The 9th Armoured Brigade was a British Army brigade formed during the Second World War.

The 9th Armoured Brigade was formed by the redesignation of the 4th Cavalry Brigade, a 1st Line Yeomanry (mounted) brigade in the Territorial Army, which had been part of the 1st Cavalry Division. It was converted to an armoured role on 3 August 1941 in the Middle East, and joined the 10th Armoured Division.

Second World War

El Alamein 
During the North Africa campaign, the Brigade was commanded by Brigadier J.C.Currie and fought at the Second Battle of El Alamein. Its units were:

 3rd Hussars
 Royal Wiltshire Yeomanry
 Warwickshire Yeomanry
 9th Armoured Brigade Signal Squadron (Middlesex Yeomanry), Royal Corps of Signals

The Brigade was nominally independent, but was placed under command of the 2nd New Zealand Division specifically for the El Alamein battle.
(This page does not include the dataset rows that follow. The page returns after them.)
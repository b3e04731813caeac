//! Synthetic 2D classification datasets.
//!
//! Every generator draws points from the `[-5, 5]` square, places them
//! according to the pattern, then applies optional additive jitter.

use neuroplay_data::{DatasetKind, Point};
use rand::seq::SliceRandom;
use rand::Rng;
use std::f64::consts::PI;

/// Half-width of the sampling square.
pub const DOMAIN_RADIUS: f64 = 5.0;
/// Radius separating the inner (positive) class of the circle dataset.
pub const CIRCLE_RADIUS: f64 = 2.5;
/// Distance of the gauss cluster centers from the origin along each axis.
pub const GAUSS_CENTER: f64 = 2.0;

/// Resolves a dataset by name, falling back to `circle` for unknown names.
#[must_use]
pub fn kind_from_name(name: &str) -> DatasetKind {
    name.parse().unwrap_or_else(|e| {
        tracing::warn!(error = %e, "Falling back to circle dataset");
        DatasetKind::Circle
    })
}

pub fn generate(kind: DatasetKind, count: usize, noise: u32) -> Vec<Point> {
    let mut rng = rand::thread_rng();
    generate_with_rng(kind, count, noise, &mut rng)
}

pub fn generate_with_rng<R: Rng>(
    kind: DatasetKind,
    count: usize,
    noise: u32,
    rng: &mut R,
) -> Vec<Point> {
    let jitter = f64::from(noise) / 10.0;
    let mut points = Vec::with_capacity(count);
    for _ in 0..count {
        let mut point = place(kind, rng);
        if jitter > 0.0 {
            point.x += (rng.gen::<f64>() - 0.5) * jitter;
            point.y += (rng.gen::<f64>() - 0.5) * jitter;
        }
        points.push(point);
    }

    tracing::debug!(kind = %kind, count, noise, "Dataset generated");
    points
}

fn uniform<R: Rng>(rng: &mut R) -> f64 {
    (rng.gen::<f64>() - 0.5) * 2.0 * DOMAIN_RADIUS
}

fn place<R: Rng>(kind: DatasetKind, rng: &mut R) -> Point {
    let x = uniform(rng);
    let y = uniform(rng);

    match kind {
        DatasetKind::Circle => {
            let label = if (x * x + y * y).sqrt() < CIRCLE_RADIUS {
                1.0
            } else {
                -1.0
            };
            Point::new(x, y, label)
        }
        DatasetKind::Xor => {
            let label = if (x > 0.0 && y > 0.0) || (x < 0.0 && y < 0.0) {
                1.0
            } else {
                -1.0
            };
            Point::new(x, y, label)
        }
        DatasetKind::Gauss => {
            let (center, label) = if rng.gen_bool(0.5) {
                (GAUSS_CENTER, 1.0)
            } else {
                (-GAUSS_CENTER, -1.0)
            };
            let jx = (rng.gen::<f64>() - 0.5) * 2.0;
            let jy = (rng.gen::<f64>() - 0.5) * 2.0;
            Point::new(center + jx, center + jy, label)
        }
        DatasetKind::Spiral => {
            let arm = if rng.gen_bool(0.5) { 1.0 } else { -1.0 };
            let r = rng.gen::<f64>() * DOMAIN_RADIUS;
            let offset = if arm > 0.0 { 0.0 } else { PI };
            let t = (r / DOMAIN_RADIUS) * 2.0 * PI + offset;
            Point::new(r * t.cos(), r * t.sin(), arm)
        }
    }
}

/// Shuffles `points` and splits them into `(train, test)`.
///
/// `train_ratio` is clamped to `[0, 1]`.
pub fn split<R: Rng>(
    mut points: Vec<Point>,
    train_ratio: f64,
    rng: &mut R,
) -> (Vec<Point>, Vec<Point>) {
    points.shuffle(rng);
    let ratio = train_ratio.clamp(0.0, 1.0);
    let train_len = ((points.len() as f64) * ratio).round() as usize;
    let test = points.split_off(train_len.min(points.len()));
    (points, test)
}

#[cfg(test)]
mod tests {
    use super::*;
    use rand::SeedableRng;
    use rand_chacha::ChaCha8Rng;

    fn rng() -> ChaCha8Rng {
        ChaCha8Rng::seed_from_u64(7)
    }

    #[test]
    fn test_circle_labels_without_noise() {
        let points = generate_with_rng(DatasetKind::Circle, 500, 0, &mut rng());
        assert_eq!(points.len(), 500);
        for p in &points {
            let inside = (p.x * p.x + p.y * p.y).sqrt() < CIRCLE_RADIUS;
            assert_eq!(p.label, if inside { 1.0 } else { -1.0 });
        }
    }

    #[test]
    fn test_xor_labels_without_noise() {
        for p in generate_with_rng(DatasetKind::Xor, 500, 0, &mut rng()) {
            let same_sign = p.x * p.y > 0.0;
            assert_eq!(p.label, if same_sign { 1.0 } else { -1.0 });
        }
    }

    #[test]
    fn test_points_stay_in_domain_without_noise() {
        for kind in DatasetKind::ALL {
            for p in generate_with_rng(kind, 200, 0, &mut rng()) {
                assert!(p.x.abs() <= DOMAIN_RADIUS && p.y.abs() <= DOMAIN_RADIUS);
                assert!(p.label == 1.0 || p.label == -1.0);
            }
        }
    }

    #[test]
    fn test_gauss_clusters() {
        for p in generate_with_rng(DatasetKind::Gauss, 300, 0, &mut rng()) {
            let center = if p.label > 0.0 {
                GAUSS_CENTER
            } else {
                -GAUSS_CENTER
            };
            assert!((p.x - center).abs() <= 1.0);
            assert!((p.y - center).abs() <= 1.0);
        }
    }

    #[test]
    fn test_spiral_arms() {
        for p in generate_with_rng(DatasetKind::Spiral, 300, 0, &mut rng()) {
            let r = (p.x * p.x + p.y * p.y).sqrt();
            let base = (r / DOMAIN_RADIUS) * 2.0 * PI;
            let t = if p.label > 0.0 { base } else { base + PI };
            assert!((p.x - r * t.cos()).abs() < 1e-9);
            assert!((p.y - r * t.sin()).abs() < 1e-9);
        }
    }

    #[test]
    fn test_noise_is_bounded() {
        let seeded = || ChaCha8Rng::seed_from_u64(3);
        let clean = generate_with_rng(DatasetKind::Circle, 200, 0, &mut seeded());
        let noisy = generate_with_rng(DatasetKind::Circle, 200, 50, &mut seeded());
        // Jitter draws interleave with placement draws, so only the bound is comparable.
        for p in &noisy {
            assert!(p.x.abs() <= DOMAIN_RADIUS + 2.5);
            assert!(p.y.abs() <= DOMAIN_RADIUS + 2.5);
        }
        assert_ne!(clean, noisy);
    }

    #[test]
    fn test_generation_is_reproducible() {
        let seeded = || ChaCha8Rng::seed_from_u64(9);
        let a = generate_with_rng(DatasetKind::Spiral, 50, 10, &mut seeded());
        let b = generate_with_rng(DatasetKind::Spiral, 50, 10, &mut seeded());
        assert_eq!(a, b);
    }

    #[test]
    fn test_kind_from_name_fallback() {
        assert_eq!(kind_from_name("xor"), DatasetKind::Xor);
        assert_eq!(kind_from_name("moons"), DatasetKind::Circle);
        assert_eq!(kind_from_name(" Spiral "), DatasetKind::Spiral);
    }

    #[test]
    fn test_split_preserves_points() {
        let points = generate_with_rng(DatasetKind::Xor, 100, 0, &mut rng());
        let (train, test) = split(points, 0.8, &mut rng());
        assert_eq!(train.len(), 80);
        assert_eq!(test.len(), 20);

        let (all, none) = split(train, 1.5, &mut rng());
        assert_eq!(all.len(), 80);
        assert!(none.is_empty());
    }
}
//! Interactive neural-network playground.
//!
//! [`playground::Playground`] bundles a trainable network, its datasets and a
//! living neuron graph into one session driven by an external tick loop.

pub mod model;
pub mod playground;

pub use model::config::AppConfig;
pub use playground::Playground;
Following permission given by the New Zealanders, they proudly painted the Kiwis' divisional sign on their tanks. The NZ infantry gained their objectives, but as with Operation Lightfoot on the first day of the battle, lanes could not be cleared through the minefields until night was almost over. 9th Armoured Brigade was forced to make its attack silhouetted by the early daylight. As dawn came on 2 November, tank after tank was hit by the German 88 mm guns that kept firing through seven air attacks. The 9th never reached their objective. In fact, they took 75 percent casualties and lost 102 of their 128 tanks. Nevertheless, they breached the gun line and the 1st Armoured Division of X Corps, under the command of Raymond Briggs, was now able to engage.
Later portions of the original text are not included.